Of course, using sunblock is preferable to dealing with sunburn afterwards.
Posted by: ageekymom | May 14, 2007 9:23:23 AM
Why reduce inflamation ? Isn't inflamation the correct response ?
Posted by: Lem | May 11, 2007 6:18:19 PM
I'm an advocate of Aspirin! I love it and it's all I prefer to use. Headaches be gone, Heart attacks be gone..now sunburns be gone..well atleast the pain.
I likey!
Posted by: CWonder | May 11, 2007 3:27:28 PM
I never tried the aspirin thing. Good to know. But then, I've only ever had two serious sunburns in my life, the last one when I was fourteen. Being very fair-skinned and never a sun worshipper but a beach and water-lover, I always plotted (except for those two times) to do my pool thing when the sun was going down and my ocean thing usually in a wetsuit. Man, those sunburns were horrendous -- I always froze thin slabs of ice in cookie sheets and put them on my back while I draped myself over the patio railing. Kind of a baroque solution but it felt good. And then there's the part where it starts getting real itchy and you make people scratch your back, and if you're a complete back-scratch slut like me, that's real good too.
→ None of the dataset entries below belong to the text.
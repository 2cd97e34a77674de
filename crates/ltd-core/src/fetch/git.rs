use git2::Repository;
use git2::build::CheckoutBuilder;
use std::path::{Path, PathBuf};

use ltd_error::{Result, TypeLinkError};

pub fn clone_repository(url: &str, dest: &Path) -> Result<Repository> {
    Repository::clone(url, dest)
        .map_err(|e| TypeLinkError::CloneFailed(url.to_string(), e.message().to_string()))
}

/// Checks out `reference` detached. Remote branches win over local names so
/// `main` means `origin/main`; tags and commit ids resolve directly.
pub fn checkout_ref(repo: &Repository, reference: &str) -> Result<()> {
    let checkout_failed =
        |e: git2::Error| TypeLinkError::CheckoutFailed(reference.to_string(), e.message().to_string());

    let object = repo
        .revparse_single(&format!("origin/{reference}"))
        .or_else(|_| repo.revparse_single(reference))
        .map_err(checkout_failed)?;
    let commit = object.peel_to_commit().map_err(checkout_failed)?;

    repo.checkout_tree(commit.as_object(), Some(CheckoutBuilder::new().force()))
        .map_err(checkout_failed)?;
    repo.set_head_detached(commit.id()).map_err(checkout_failed)?;
    Ok(())
}

pub async fn clone_and_checkout(url: String, dest: PathBuf, reference: Option<String>) -> Result<()> {
    tokio::task::spawn_blocking(move || -> Result<()> {
        let repo = clone_repository(&url, &dest)?;
        if let Some(reference) = reference {
            checkout_ref(&repo, &reference)?;
        }
        Ok(())
    })
    .await
    .map_err(|e| TypeLinkError::IoError(e.to_string()))?
}
//! Durable resume state.
//!
//! The state file records the last completed step and the last run time,
//! nothing more. It is mutated only by the orchestrator, and only when a
//! step's outcome is DONE. A crash between a step body succeeding and the
//! commit landing on disk simply re-runs that step on the next session;
//! steps are idempotent by contract, so that is safe.

use std::path::{Path, PathBuf};

use serde::{Deserialize, Serialize};

use crate::error::{HostPrepError, Result};
use crate::persist::write_atomic;
use crate::step::StepId;

/// Persisted progress record.
///
/// Schema evolution is append-only: new fields must carry `serde(default)`
/// values that preserve prior semantics, and fields written by newer
/// versions survive a load/save round-trip through this one.
#[derive(Debug, Clone, Default, PartialEq, Serialize, Deserialize)]
pub struct PersistentState {
    /// Last step whose outcome was DONE, or None on a fresh install.
    #[serde(default)]
    pub last_completed_step: Option<StepId>,

    /// Unix seconds of the most recent commit.
    #[serde(default)]
    pub last_run_time: Option<u64>,

    /// Fields from newer versions, preserved verbatim.
    #[serde(flatten)]
    extra: serde_json::Map<String, serde_json::Value>,
}

/// File-backed store for `PersistentState`.
pub struct StateStore {
    path: PathBuf,
}

impl StateStore {
    pub fn new(path: impl Into<PathBuf>) -> Self {
        Self { path: path.into() }
    }

    pub fn path(&self) -> &Path {
        &self.path
    }

    /// Load the current state. A missing file is a fresh install and yields
    /// the default state; an unreadable or malformed file is a persistence
    /// error, never silently treated as fresh.
    pub fn load(&self) -> Result<PersistentState> {
        match std::fs::read_to_string(&self.path) {
            Ok(content) => serde_json::from_str(&content).map_err(|e| {
                HostPrepError::persistence(format!(
                    "state file {} is malformed: {}",
                    self.path.display(),
                    e
                ))
            }),
            Err(e) if e.kind() == std::io::ErrorKind::NotFound => Ok(PersistentState::default()),
            Err(e) => Err(HostPrepError::persistence(format!(
                "cannot read state file {}: {}",
                self.path.display(),
                e
            ))),
        }
    }

    /// Record that `id` completed at `timestamp`. Atomic: either the new
    /// state is fully on disk or the previous file is intact.
    ///
    /// Commit never moves the resume point backwards: re-running an
    /// already-completed step keeps the later of the two IDs, so idempotent
    /// re-runs cannot regress progress. `last_run_time` always updates.
    pub fn commit(&self, id: StepId, timestamp: u64) -> Result<()> {
        let mut state = self.load()?;
        state.last_completed_step = match state.last_completed_step {
            Some(prev) if prev > id => Some(prev),
            _ => Some(id),
        };
        state.last_run_time = Some(timestamp);

        let json = serde_json::to_string_pretty(&state)?;
        write_atomic(&self.path, &json)?;
        log::debug!("committed step {} at {}", id, timestamp);
        Ok(())
    }
}

#[cfg(test)]
mod tests {
    use super::*;

    fn store(dir: &tempfile::TempDir) -> StateStore {
        StateStore::new(dir.path().join("state.json"))
    }

    #[test]
    fn test_fresh_install_loads_default() {
        let dir = tempfile::tempdir().unwrap();
        let state = store(&dir).load().unwrap();
        assert_eq!(state.last_completed_step, None);
        assert_eq!(state.last_run_time, None);
    }

    #[test]
    fn test_commit_then_load() {
        let dir = tempfile::tempdir().unwrap();
        let store = store(&dir);

        store.commit(StepId(1), 100).unwrap();
        let state = store.load().unwrap();
        assert_eq!(state.last_completed_step, Some(StepId(1)));
        assert_eq!(state.last_run_time, Some(100));

        store.commit(StepId(2), 200).unwrap();
        let state = store.load().unwrap();
        assert_eq!(state.last_completed_step, Some(StepId(2)));
        assert_eq!(state.last_run_time, Some(200));
    }

    #[test]
    fn test_commit_never_regresses() {
        let dir = tempfile::tempdir().unwrap();
        let store = store(&dir);

        store.commit(StepId(3), 100).unwrap();
        // re-running step 1 after step 3 completed
        store.commit(StepId(1), 200).unwrap();

        let state = store.load().unwrap();
        assert_eq!(state.last_completed_step, Some(StepId(3)));
        assert_eq!(state.last_run_time, Some(200));
    }

    #[test]
    fn test_malformed_file_is_an_error_not_fresh() {
        let dir = tempfile::tempdir().unwrap();
        let path = dir.path().join("state.json");
        std::fs::write(&path, "not json").unwrap();

        let err = StateStore::new(&path).load().unwrap_err();
        assert!(matches!(err, HostPrepError::Persistence(_)));
    }

    #[test]
    fn test_unknown_fields_survive_commit() {
        let dir = tempfile::tempdir().unwrap();
        let path = dir.path().join("state.json");
        std::fs::write(
            &path,
            r#"{"last_completed_step":1,"last_run_time":50,"future_field":"kept"}"#,
        )
        .unwrap();

        let store = StateStore::new(&path);
        store.commit(StepId(2), 60).unwrap();

        let raw: serde_json::Value =
            serde_json::from_str(&std::fs::read_to_string(&path).unwrap()).unwrap();
        assert_eq!(raw["future_field"], "kept");
        assert_eq!(raw["last_completed_step"], 2);
    }
}
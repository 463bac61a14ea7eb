//! Error handling for hostprep.
//!
//! Centralized error types using thiserror. Step failures and user
//! cancellations are deliberately NOT represented here: they are ordinary
//! `StepOutcome` values returned by the orchestrator, because neither one
//! is allowed to escalate into process-level termination.

use thiserror::Error;

/// Main error type for hostprep.
#[derive(Error, Debug)]
pub enum HostPrepError {
    /// IO errors (file operations, command spawning, etc.)
    #[error("IO error: {0}")]
    Io(#[from] std::io::Error),

    /// JSON serialization/deserialization errors
    #[error("JSON error: {0}")]
    Json(#[from] serde_json::Error),

    /// Durable store read/write errors. Fatal for the current operation;
    /// prior on-disk state is guaranteed untouched.
    #[error("Persistence error: {0}")]
    Persistence(String),

    /// Configuration errors (missing keys, invalid values)
    #[error("Configuration error: {0}")]
    Config(String),

    /// A step ID that is not in the registry
    #[error("Unknown step: {0}")]
    UnknownStep(String),

    /// General errors (catch-all for edge cases)
    #[error("{0}")]
    General(String),
}

/// Result type alias for hostprep operations
pub type Result<T> = std::result::Result<T, HostPrepError>;

impl HostPrepError {
    /// Create a persistence error
    pub fn persistence(msg: impl Into<String>) -> Self {
        Self::Persistence(msg.into())
    }

    /// Create a configuration error
    pub fn config(msg: impl Into<String>) -> Self {
        Self::Config(msg.into())
    }

    /// Create a general error
    pub fn general(msg: impl Into<String>) -> Self {
        Self::General(msg.into())
    }
}
//! Step 04: define and start the guest.

use crate::config_store::Configuration;
use crate::runner::CommandRunner;
use crate::step::{StepBody, StepReport};

/// Imports the fetched image as a new guest and marks it for autostart.
/// If a guest with the configured name already exists, the import is
/// skipped and only autostart is reasserted, keeping re-runs safe.
pub struct DeployGuest;

impl StepBody for DeployGuest {
    fn run(&self, config: &Configuration, runner: &mut CommandRunner<'_>) -> StepReport {
        let name = config.deployment_name.trim();
        if name.is_empty() || config.storage_pool.trim().is_empty() {
            return StepReport::failed("deployment_name and storage_pool must be configured");
        }

        let disk = super::image_path(config);
        let disk_arg = format!("path={},format=qcow2", disk);
        let out = match runner.run(
            "virt-install",
            &[
                "--import",
                "--name",
                name,
                "--disk",
                &disk_arg,
                "--noautoconsole",
            ],
        ) {
            Ok(out) => out,
            Err(e) => return StepReport::failed(e.to_string()),
        };
        if !out.success && !out.stderr.contains("already exists") {
            return StepReport::failed(out.cause("guest import"));
        }

        let out = match runner.run("virsh", &["autostart", name]) {
            Ok(out) => out,
            Err(e) => return StepReport::failed(e.to_string()),
        };
        if !out.success {
            return StepReport::failed(out.cause("guest autostart"));
        }

        StepReport::ok()
    }
}
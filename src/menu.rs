//! Interactive session state machine.
//!
//! The menu loop is modeled as a pure finite state machine so the
//! cancel/confirm semantics can be tested without any terminal I/O. The
//! driver in `main.rs` renders the current state, translates user input
//! into `MenuInput`, applies `transition`, and performs the returned
//! effect. Cancel always returns to the menu; leaving the session requires
//! explicit confirmation.

use crate::step::StepId;

/// Session states.
#[derive(Debug, Clone, Copy, PartialEq, Eq)]
pub enum MenuState {
    /// Top-level menu, the session's resting point.
    Menu,
    /// Choosing a single step to run.
    StepSelect,
    /// A step (Some) or auto-continue pass (None) is executing.
    Running(Option<StepId>),
    /// Validation pass is executing.
    Validating,
    /// Exit requested, awaiting confirmation.
    ConfirmExit,
}

/// Translated user input.
#[derive(Debug, Clone, Copy, PartialEq, Eq)]
pub enum MenuInput {
    ChooseStepSelect,
    ChooseContinue,
    ChooseValidate,
    ChooseExit,
    PickStep(StepId),
    /// Esc / empty line: back out of the current screen.
    Cancel,
    ConfirmYes,
    ConfirmNo,
    /// The running step or validation pass finished (any outcome).
    WorkFinished,
}

/// Side effect the driver must perform after a transition.
#[derive(Debug, Clone, Copy, PartialEq, Eq)]
pub enum MenuEffect {
    RunStep(StepId),
    AutoContinue,
    RunValidation,
    ExitSession,
}

/// Apply one input to the current state. Pure: same (state, input) pair
/// always yields the same (state, effect). Inputs that make no sense in the
/// current state leave it unchanged with no effect.
pub fn transition(state: MenuState, input: MenuInput) -> (MenuState, Option<MenuEffect>) {
    match (state, input) {
        (MenuState::Menu, MenuInput::ChooseStepSelect) => (MenuState::StepSelect, None),
        (MenuState::Menu, MenuInput::ChooseContinue) => {
            (MenuState::Running(None), Some(MenuEffect::AutoContinue))
        }
        (MenuState::Menu, MenuInput::ChooseValidate) => {
            (MenuState::Validating, Some(MenuEffect::RunValidation))
        }
        (MenuState::Menu, MenuInput::ChooseExit | MenuInput::Cancel) => {
            (MenuState::ConfirmExit, None)
        }

        (MenuState::StepSelect, MenuInput::PickStep(id)) => {
            (MenuState::Running(Some(id)), Some(MenuEffect::RunStep(id)))
        }
        (MenuState::StepSelect, MenuInput::Cancel) => (MenuState::Menu, None),

        (MenuState::Running(_), MenuInput::WorkFinished) => (MenuState::Menu, None),
        (MenuState::Validating, MenuInput::WorkFinished) => (MenuState::Menu, None),

        (MenuState::ConfirmExit, MenuInput::ConfirmYes) => {
            (MenuState::Menu, Some(MenuEffect::ExitSession))
        }
        (MenuState::ConfirmExit, MenuInput::ConfirmNo | MenuInput::Cancel) => {
            (MenuState::Menu, None)
        }

        (state, _) => (state, None),
    }
}
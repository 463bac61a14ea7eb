//! Step 03: fetch the guest image into the storage pool.

use crate::config_store::Configuration;
use crate::runner::CommandRunner;
use crate::step::{StepBody, StepReport};

/// Downloads the configured image into the pool. `curl -C -` resumes a
/// partial transfer, so an interrupted download picks up where it left off
/// on re-run instead of starting over.
pub struct FetchImage;

impl StepBody for FetchImage {
    fn run(&self, config: &Configuration, runner: &mut CommandRunner<'_>) -> StepReport {
        let url = config.image_url.trim();
        if url.is_empty() {
            return StepReport::failed("image_url must be configured");
        }
        if config.storage_pool.trim().is_empty() || config.deployment_name.trim().is_empty() {
            return StepReport::failed("storage_pool and deployment_name must be configured");
        }

        let target = super::image_path(config);
        let out = match runner.run("curl", &["-fSL", "-C", "-", "-o", &target, url]) {
            Ok(out) => out,
            Err(e) => return StepReport::failed(e.to_string()),
        };
        if !out.success {
            return StepReport::failed(out.cause("image download"));
        }

        StepReport::ok()
    }
}

#[cfg(test)]
mod tests {
    use super::*;
    use crate::events::{EventKind, MemoryEventLog};
    use crate::step::{RunMode, StepId};

    #[test]
    fn test_dry_run_command() {
        let log = MemoryEventLog::new();
        let mut sink = log.clone();
        let mut runner = CommandRunner::new(StepId(3), RunMode::DryRun, &mut sink);

        let mut config = Configuration::default();
        config.set("image_url", "https://images.example.net/base.qcow2");
        config.set("storage_pool", "/pool");
        config.set("deployment_name", "guest01");

        let report = FetchImage.run(&config, &mut runner);
        assert!(report.success);

        let events = log.snapshot();
        match &events[0].kind {
            EventKind::Run { command } => assert_eq!(
                command,
                "curl -fSL -C - -o /pool/guest01.qcow2 https://images.example.net/base.qcow2"
            ),
            other => panic!("expected Run, got {:?}", other),
        }
    }

    #[test]
    fn test_missing_url_fails() {
        let log = MemoryEventLog::new();
        let mut sink = log.clone();
        let mut runner = CommandRunner::new(StepId(3), RunMode::DryRun, &mut sink);

        let report = FetchImage.run(&Configuration::default(), &mut runner);
        assert!(!report.success);
        assert_eq!(report.cause.unwrap(), "image_url must be configured");
    }
}
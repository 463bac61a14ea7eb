//! Execution event contract and append-only sinks.
//!
//! Every step lifecycle transition and every command execution produces one
//! `ExecutionEvent`. Events are emitted in true execution order; sinks must
//! not buffer or reorder them for cosmetic grouping. The file sink writes
//! one JSON record per line and flushes after each event so an external
//! viewer can tail the log while a run is in progress.

use std::fs::OpenOptions;
use std::io::Write;
use std::path::{Path, PathBuf};
use std::sync::{Arc, Mutex};

use serde::{Deserialize, Serialize};

use crate::error::Result;
use crate::step::StepId;

/// Current unix time in seconds. Falls back to 0 if the clock reads before
/// the epoch, which is acceptable for log timestamps.
pub fn now_unix() -> u64 {
    std::time::SystemTime::now()
        .duration_since(std::time::UNIX_EPOCH)
        .map(|d| d.as_secs())
        .unwrap_or(0)
}

/// What happened: a step lifecycle transition or a command sub-event.
#[derive(Debug, Clone, PartialEq, Eq, Serialize, Deserialize)]
#[serde(tag = "event", rename_all = "SCREAMING-KEBAB-CASE")]
pub enum EventKind {
    /// Step invocation started
    Start,
    /// Step completed and progress was committed
    Done,
    /// Step body reported failure
    Failed { cause: String },
    /// User declined or canceled at the confirmation gate
    Canceled,
    /// Command is about to run (or be simulated)
    Run { command: String },
    /// Command exited successfully
    RunOk { command: String },
    /// Command exited non-zero
    RunFail { command: String, rc: i32 },
}

/// One append-only log record.
#[derive(Debug, Clone, PartialEq, Eq, Serialize, Deserialize)]
pub struct ExecutionEvent {
    pub timestamp: u64,
    /// Owning step, if any. Command sub-events always carry one.
    pub step: Option<StepId>,
    #[serde(flatten)]
    pub kind: EventKind,
}

impl ExecutionEvent {
    pub fn new(step: Option<StepId>, kind: EventKind) -> Self {
        Self {
            timestamp: now_unix(),
            step,
            kind,
        }
    }
}

/// Destination for execution events.
pub trait EventSink {
    fn emit(&mut self, event: &ExecutionEvent) -> Result<()>;
}

/// Append-only JSON-lines event log on disk.
pub struct FileEventLog {
    path: PathBuf,
}

impl FileEventLog {
    pub fn new(path: impl Into<PathBuf>) -> Self {
        Self { path: path.into() }
    }

    pub fn path(&self) -> &Path {
        &self.path
    }
}

impl EventSink for FileEventLog {
    fn emit(&mut self, event: &ExecutionEvent) -> Result<()> {
        if let Some(parent) = self.path.parent() {
            std::fs::create_dir_all(parent)?;
        }
        let mut file = OpenOptions::new()
            .create(true)
            .append(true)
            .open(&self.path)?;
        let line = serde_json::to_string(event)?;
        writeln!(file, "{}", line)?;
        file.flush()?;
        Ok(())
    }
}

/// In-memory sink for tests and the interactive session view.
///
/// Clones share the same backing storage, so callers can keep a handle and
/// inspect events after handing the sink to the orchestrator.
#[derive(Clone, Default)]
pub struct MemoryEventLog {
    events: Arc<Mutex<Vec<ExecutionEvent>>>,
}

impl MemoryEventLog {
    pub fn new() -> Self {
        Self::default()
    }

    /// Copy of all events emitted so far, in emission order.
    pub fn snapshot(&self) -> Vec<ExecutionEvent> {
        self.events
            .lock()
            .expect("MemoryEventLog mutex poisoned")
            .clone()
    }
}

impl EventSink for MemoryEventLog {
    fn emit(&mut self, event: &ExecutionEvent) -> Result<()> {
        self.events
            .lock()
            .expect("MemoryEventLog mutex poisoned")
            .push(event.clone());
        Ok(())
    }
}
Posted by: Flautist | May 11, 2007 2:12:27 AM
Keeping a coat of Neosporin (with pain reliever) on the burn has worked perfectly for me. Pain is instantly relieved and the burn, even a bad one, heals within a couple of days. Two aspirin every four hours would give me a whopper of a belly pain.
Posted by: Peggy | May 10, 2007 10:36:44 PM
Great "Behind the Med Speak"
You are too cool!
Posted by: jon | May 10, 2007 7:39:44 PM
Not on kids though, aspirin being unsuitable for smalls. However, you should be able to get the same effect with ibuprofen, since it's also an NSIAD and is gentler on the stomach.
I have found a use for after-sun lotion though - and that's for chiken pox. Calamine lotion is utterly useless (something the medical profession seem to have only recently noticed) but a low dose of anti-histamine and a wipe over with aftersun stops the itching almost completely.
Posted by: Skipweasel | May 10, 2007 4:22:42 PM
I agree about the pain treatment but must advise against keeping aspirin in the car. Car interiors get way too hot too easily on the types of days that induce sunburn. Also, on the way to making aspirin you get a chemical that smells minty, and aspirin often breaks back down to that stage when past its prime. Certainly, if it smells like Wint-O-Green, toss it.